Furthermore, during a complex procedure that involves a prolonged recovery period, we may avoid seeing any other patient that day so that the entire office can focus on that one patient to provide them a totally customized experience. A good example of when that approach is used is for uterine fibroid embolization. We certainly do not use the “assembly line” approach of multiple patients being rapidly shuttled through, which may be seen in large facilities.
In keeping with the patient-centric philosophy, I prefer vascular access via the radial artery when possible, so that the patient can immediately ambulate and lie in a comfortable position on the recovery bed. The radial approach has worked well for UFE cases.
Scope
Based on location, demographics and other factors, each office has a slightly different procedural focus. Our business model allows rapid adaptability to different markets. For example, some markets have more patients with venous reflux disease, other markets have more patients with fibroids and PAD, and others may have a strong demand for dialysis access procedures.

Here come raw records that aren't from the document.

// Dotlanth
// Copyright (C) 2025 Synerthink

// This program is free software: you can redistribute it and/or modify
// it under the terms of the GNU Affero General Public License as published by
// the Free Software Foundation, either version 3 of the License, or
// (at your option) any later version.

// This program is distributed in the hope that it will be useful,
// but WITHOUT ANY WARRANTY; without even the implied warranty of
// MERCHANTABILITY or FITNESS FOR A PARTICULAR PURPOSE.  See the
// GNU Affero General Public License for more details.

// You should have received a copy of the GNU Affero General Public License
// along with this program.  If not, see <http://www.gnu.org/licenses/>.

//! Shared building blocks for the dotscope engine: unit and scope
//! identifiers, the engine error type, settings and logging bootstrap.

pub mod config;
pub mod error;
pub mod ids;
pub mod logging;

pub use config::{ConfirmationMode, Settings};
pub use error::{EngineError, EngineResult};
pub use ids::{Scope, UnitId};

In general, we do a large amount of vascular work, including venous reflux disease and PAD. We also do a good amount of women’s health, in particular UFE. We offer other procedures such as ultrasound-guided biopsies and central venous access as well that, while not generating significant revenue, draw in referred patients and help keep our name in the minds of referring physicians.
Challenges
Consistent branding is our single biggest and never-ending challenge. Branding is a broad term and, as it applies to our business, includes reputation management, referral patterns, patient reviews, word of mouth and other means. Warren Buffett once said, “It takes 20 years to build a reputation and 5 minutes to ruin it.” Branding, which is about who we are and what we do, is a direct reflection of the quality of our care and the patient experience. Training all staff in providing high-quality patient care is necessary and requires repetition. Maintaining excellent working relationships with referring physicians requires consistent attention, including making sure they receive accurate and informative reports on time and promptly. We employ a physician liaison to manage those channels of communication. With strong branding, our competition becomes irrelevant.
Summary
In summary, building our practice has taken time, expense and learning by the seat of the pants. A patient-centric approach is key to our philosophy. As the outpatient setting becomes more emphasized over the hospital setting for certain procedures, we see exciting growth opportunities in different markets and with upcoming new procedures.
References
- Weiss M, Kronawitter C. Explosive growth in ASC codes fuels opportunity. Radiology Business, April 2018. Available at radiologybusiness.com/topics/reimbursement/explosive-growth-asc-codes-fuels-opportunity.
- Abrams K, et al. Growth in outpatient care. Deloitte Insights, August 2018. Available at deloitte.com/insights/us/en/industry/health-care/outpatient-hospital-services-medicare-incentives-value-quality.html.